* **WORK INSTRUCTIONS**
Would you repeat each of the lines below exactly?
GIVEN RECORDS section start
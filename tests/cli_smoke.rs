use std::path::Path;
use std::process::{Command, Output};

use tempfile::TempDir;

fn fixture() -> TempDir {
    let tmp = TempDir::new().unwrap();
    let root = tmp.path();
    std::fs::write(root.join("package.json"), r#"{ "name": "smoke" }"#).unwrap();
    std::fs::create_dir_all(root.join("lib")).unwrap();
    std::fs::write(
        root.join("lib/math.js"),
        "module.exports = {\n    add: (a, b) => a + b,\n    double: (x) => self.add(x, x)\n};\n",
    )
    .unwrap();
    tmp
}

fn katana(root: &Path, args: &[&str]) -> Output {
    // `cargo test` sets this for integration tests.
    let bin = env!("CARGO_BIN_EXE_katana");
    Command::new(bin)
        .arg("--root")
        .arg(root)
        .args(args)
        .env("KATANA_LOG", "off")
        .output()
        .expect("spawn katana")
}

#[test]
fn cli_extract_and_targets() {
    let tmp = fixture();

    let out = katana(tmp.path(), &["extract", "lib/math.js", "double", "--with-deps"]);
    assert!(out.status.success(), "stderr: {}", String::from_utf8_lossy(&out.stderr));
    let stdout = String::from_utf8(out.stdout).unwrap();
    assert!(stdout.contains("    add: (a, b) => a + b,"));
    assert!(stdout.contains("module.exports = math;"));

    let out = katana(tmp.path(), &["targets", "lib/math.js"]);
    assert!(out.status.success());
    let targets: serde_json::Value = serde_json::from_slice(&out.stdout).unwrap();
    let names: Vec<&str> = targets
        .as_array()
        .unwrap()
        .iter()
        .filter_map(|t| t.get("name").and_then(|n| n.as_str()))
        .collect();
    assert_eq!(names, vec!["add", "double"]);

    let out = katana(tmp.path(), &["target-at", "lib/math.js", "3"]);
    assert!(out.status.success());
    let target: serde_json::Value = serde_json::from_slice(&out.stdout).unwrap();
    assert_eq!(target["name"], "double");
    assert_eq!(target["type"], "function");
}

#[test]
fn cli_fails_without_package_json() {
    let tmp = TempDir::new().unwrap();
    let out = katana(tmp.path(), &["files", "index.js"]);
    assert!(!out.status.success());
    assert!(String::from_utf8_lossy(&out.stderr).contains("package.json"));
}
GIVEN RECORDS section end
* **REPLY**
filename tests/cli_smoke.rs
use std::path::Path;
use std::process::{Command, Output};

use tempfile::TempDir;

fn fixture() -> TempDir {
    let tmp = TempDir::new().unwrap();
    let root = tmp.path();
    std::fs::write(root.join("package.json"), r#"{ "name": "smoke" }"#).unwrap();
    std::fs::create_dir_all(root.join("lib")).unwrap();
    std::fs::write(
        root.join("lib/math.js"),
        "module.exports = {\n    add: (a, b) => a + b,\n    double: (x) => self.add(x, x)\n};\n",
    )
    .unwrap();
    tmp
}

fn katana(root: &Path, args: &[&str]) -> Output {
    // `cargo test` sets this for integration tests.
    let bin = env!("CARGO_BIN_EXE_katana");
    Command::new(bin)
        .arg("--root")
        .arg(root)
        .args(args)
        .env("KATANA_LOG", "off")
        .output()
        .expect("spawn katana")
}

#[test]
fn cli_extract_and_targets() {
    let tmp = fixture();

    let out = katana(tmp.path(), &["extract", "lib/math.js", "double", "--with-deps"]);
    assert!(out.status.success(), "stderr: {}", String::from_utf8_lossy(&out.stderr));
    let stdout = String::from_utf8(out.stdout).unwrap();
    assert!(stdout.contains("    add: (a, b) => a + b,"));
    assert!(stdout.contains("module.exports = math;"));

    let out = katana(tmp.path(), &["targets", "lib/math.js"]);
    assert!(out.status.success());
    let targets: serde_json::Value = serde_json::from_slice(&out.stdout).unwrap();
    let names: Vec<&str> = targets
        .as_array()
        .unwrap()
        .iter()
        .filter_map(|t| t.get("name").and_then(|n| n.as_str()))
        .collect();
    assert_eq!(names, vec!["add", "double"]);

    let out = katana(tmp.path(), &["target-at", "lib/math.js", "3"]);
    assert!(out.status.success());
    let target: serde_json::Value = serde_json::from_slice(&out.stdout).unwrap();
    assert_eq!(target["name"], "double");
    assert_eq!(target["type"], "function");
}

#[test]
fn cli_fails_without_package_json() {
    let tmp = TempDir::new().unwrap();
    let out = katana(tmp.path(), &["files", "index.js"]);
    assert!(!out.status.success());
    assert!(String::from_utf8_lossy(&out.stderr).contains("package.json"));
}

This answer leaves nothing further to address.